Doors Open for Medical Marijuana

The first wave of dispensaries is up and running

Illustration by Cierra Pedro

Illustration by Cierra Pedro

It may have been a long, strange trip but Nevada’s medical marijuana patients and businesses are finally reaching the finish line. In recent weeks, we’ve seen local dispensaries open their doors to a rush of customers, and cannabis-business conferences have drawn increasing numbers of attendees to Las Vegas.

Inyo, one of the first dispensaries to begin serving customers, has been open about six weeks. “We’ve seen between 50 and 100 patients a day—about 15 new patients per day. Our average age is 44 years old,” part owner David Goldwater says. Thanks to Nevada’s card reciprocity, about 35 percent of Inyo’s customers are from outside Nevada. “They’re from all over: Michigan, California, Arizona,” Goldwater says.

However, Inyo’s roots are deep in its edge-of-Huntridge neighborhood. “I grew up in this area, and so did my partner,” Goldwater says. “We both went to the old Bishop Gorman on Maryland Parkway. I was born at Sunrise Hospital. I’ve repped this area in the Legislature.”

Customers speak highly of Inyo’s website, which offers visual aids and explanations for each strain, as well as the dispensary’s “budtenders,” who help them choose the right product for their problem.

Other dispensaries are still closing in on their opening dates. Michael Ahmad, chief sales officer of the Apothecary Shoppe dispensary, plans on being in business next month. “We wanted to be in a prime location where people could see where we are, where people drive by every day. Since we accept cards from all states, we can just tell people we’re across the street from the Palms,” he says. What’s inside was also carefully considered. “We wanted to have that old-fashioned feel, like a laboratory or a library,” he says, “I’ve been in hundreds if not thousands of dispensaries. We wanted something unique, so when you walk in you can feel the love and time we put into this place and hopefully, you’ll see that we’re going to put the same kind of love and time into serving our patients.”

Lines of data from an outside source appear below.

//! Prompt templates with `{name}` placeholder substitution

use std::collections::HashMap;
use thiserror::Error;

/// Errors raised while rendering a template
#[derive(Error, Debug, Clone, PartialEq, Eq)]
pub enum TemplateError {
    #[error("Template '{template}' has no value for placeholder(s): {}", .missing.join(", "))]
    MissingVariables {
        template: String,
        missing: Vec<String>,
    },
}

#[derive(Debug, Clone, PartialEq, Eq)]
enum Segment {
    Literal(String),
    Placeholder(String),
}

/// A parsed prompt template
///
/// A placeholder is `{identifier}`, where the identifier starts with an ASCII
/// letter or `_` and continues with ASCII alphanumerics or `_`. Any other
/// brace is literal text, so JSON snippets survive untouched; `{{` and `}}`
/// render as single braces.
///
/// Rendering is a single pass: substituted values are never re-scanned.
#[derive(Debug, Clone, PartialEq, Eq)]
pub struct PromptTemplate {
    name: String,
    segments: Vec<Segment>,
}

impl PromptTemplate {
    /// Parse `source` into a template identified by `name`
    pub fn new(name: impl Into<String>, source: &str) -> Self {
        Self {
            name: name.into(),
            segments: parse(source),
        }
    }

    pub fn name(&self) -> &str {
        &self.name
    }

    /// Distinct placeholder names in first-appearance order
    pub fn placeholders(&self) -> Vec<&str> {
        let mut names: Vec<&str> = Vec::new();
        for segment in &self.segments {
            if let Segment::Placeholder(name) = segment {
                if !names.contains(&name.as_str()) {
                    names.push(name);
                }
            }
        }
        names
    }

    /// Substitute every placeholder from `variables`.
    ///
    /// Fails if any placeholder has no value; extra variables are ignored.
    pub fn render(&self, variables: &HashMap<String, String>) -> Result<String, TemplateError> {
        let missing: Vec<String> = self
            .placeholders()
            .into_iter()
            .filter(|name| !variables.contains_key(*name))
            .map(str::to_string)
            .collect();

        if !missing.is_empty() {
            return Err(TemplateError::MissingVariables {
                template: self.name.clone(),
                missing,
            });
        }

        let mut out = String::new();
        for segment in &self.segments {
            match segment {
                Segment::Literal(text) => out.push_str(text),
                Segment::Placeholder(name) => {
                    if let Some(value) = variables.get(name) {
                        out.push_str(value);
                    }
                }
            }
        }
        Ok(out)
    }
}

fn is_placeholder_name(name: &str) -> bool {
    let mut chars = name.chars();
    match chars.next() {
        Some(c) if c.is_ascii_alphabetic() || c == '_' => {}
        _ => return false,
    }
    chars.all(|c| c.is_ascii_alphanumeric() || c == '_')
}

fn parse(source: &str) -> Vec<Segment> {
    let mut segments = Vec::new();
    let mut literal = String::new();
    let mut rest = source;

    while let Some(pos) = rest.find(|c| c == '{' || c == '}') {
        literal.push_str(&rest[..pos]);
        let tail = &rest[pos..];

        if let Some(after) = tail.strip_prefix("{{") {
            literal.push('{');
            rest = after;
            continue;
        }
        if let Some(after) = tail.strip_prefix("}}") {
            literal.push('}');
            rest = after;
            continue;
        }

        if let Some(inner) = tail.strip_prefix('{') {
            if let Some(end) = inner.find('}') {
                let name = &inner[..end];
                if is_placeholder_name(name) {
                    if !literal.is_empty() {
                        segments.push(Segment::Literal(std::mem::take(&mut literal)));
                    }
                    segments.push(Segment::Placeholder(name.to_string()));
                    rest = &inner[end + 1..];
                    continue;
                }
            }
        }

        // Lone brace: keep it as text
        literal.push_str(&tail[..1]);
        rest = &tail[1..];
    }

    literal.push_str(rest);
    if !literal.is_empty() {
        segments.push(Segment::Literal(literal));
    }
    segments
}
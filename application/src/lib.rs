//! Application layer for capital-ai
//!
//! This crate contains use cases and port definitions.
//! It depends only on the domain layer.

pub mod error;
pub mod ports;
pub mod use_cases;

// Re-export commonly used types
pub use error::ServiceError;
pub use ports::{
    completion_gateway::{CompletionGateway, GatewayError},
    template_store::{TemplateStore, TemplateStoreError},
};
pub use use_cases::completion::CompletionAdapter;
pub use use_cases::prompt_builder::PromptBuilder;
pub use use_cases::question_service::QuestionService;
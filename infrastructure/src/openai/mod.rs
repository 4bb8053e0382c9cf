//! OpenAI Chat Completions adapter

mod gateway;
pub mod protocol;

pub use gateway::{OpenAiGateway, OpenAiSettings};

Ahmad has been growing cannabis in California for 13 years and says he looks forward to changing the perception of his product. “We just want everybody to understand that all of this negative stuff they’ve heard is wrong,” he says. “Now we’re finally able to prove it to them. Doctors are coming forward now and giving testimonials. Before, they were scared of it.”

Given the nascent nature of the industry, right now dispensary owners see each other more as collaborators than competition. Riana Durrett, executive director of the Nevada Dispensary Association, says the group was created to help dispensary owners “develop best practices. We’ll get together and share notes.” She adds that “Nevada has a really big opportunity to be on the forefront of this industry. Our regulations set the gold standard for other states … so let’s usher in the most responsible, high-quality industry, and then we can worry about competing down the road.”

It’s a sentiment shared by many industry advocates.  At last week’s Medical Marijuana Business Conference at the Rio, the keynote speaker was consumer advocate Ralph Nader, who declared that people in the emerging cannabis industry “have the opportunity to do it right,” adding that “proper regulation is the best aspirin you could ever have, other than marijuana.” He called for standards in inspection and advertising, as well as openness to research.

Like the industry it serves, the conference has grown fast. Tripp Keber, CEO of Colorado’s Dixie Elixrs, remembers the first Medical Marijuana Business Conference in 2012: “It was in a janky Freemason’s building, a firetrap. There were about 100 people, and my booth represented an $89 investment.” Four years later, it’s taken over the Rio’s conference center with more than 5,000 attendees. Vendors offered products for every aspect of the business from seed to sale, be it self-contained grow operations in shipping-container-style boxes or a line of cannabis products designed to appeal to women, with floral packaging and cute sampler packs. Seminars ranged from examinations of energy use and pesticides to updates on legal developments, to discussions of new strains and products.

As with any new industry, there’s a lot to learn, for both purveyors and customers. “Education is a huge part of medical marijuana, no question,” says Inyo’s Goldwater, “and it’s a big part of what were trying to do in our business.”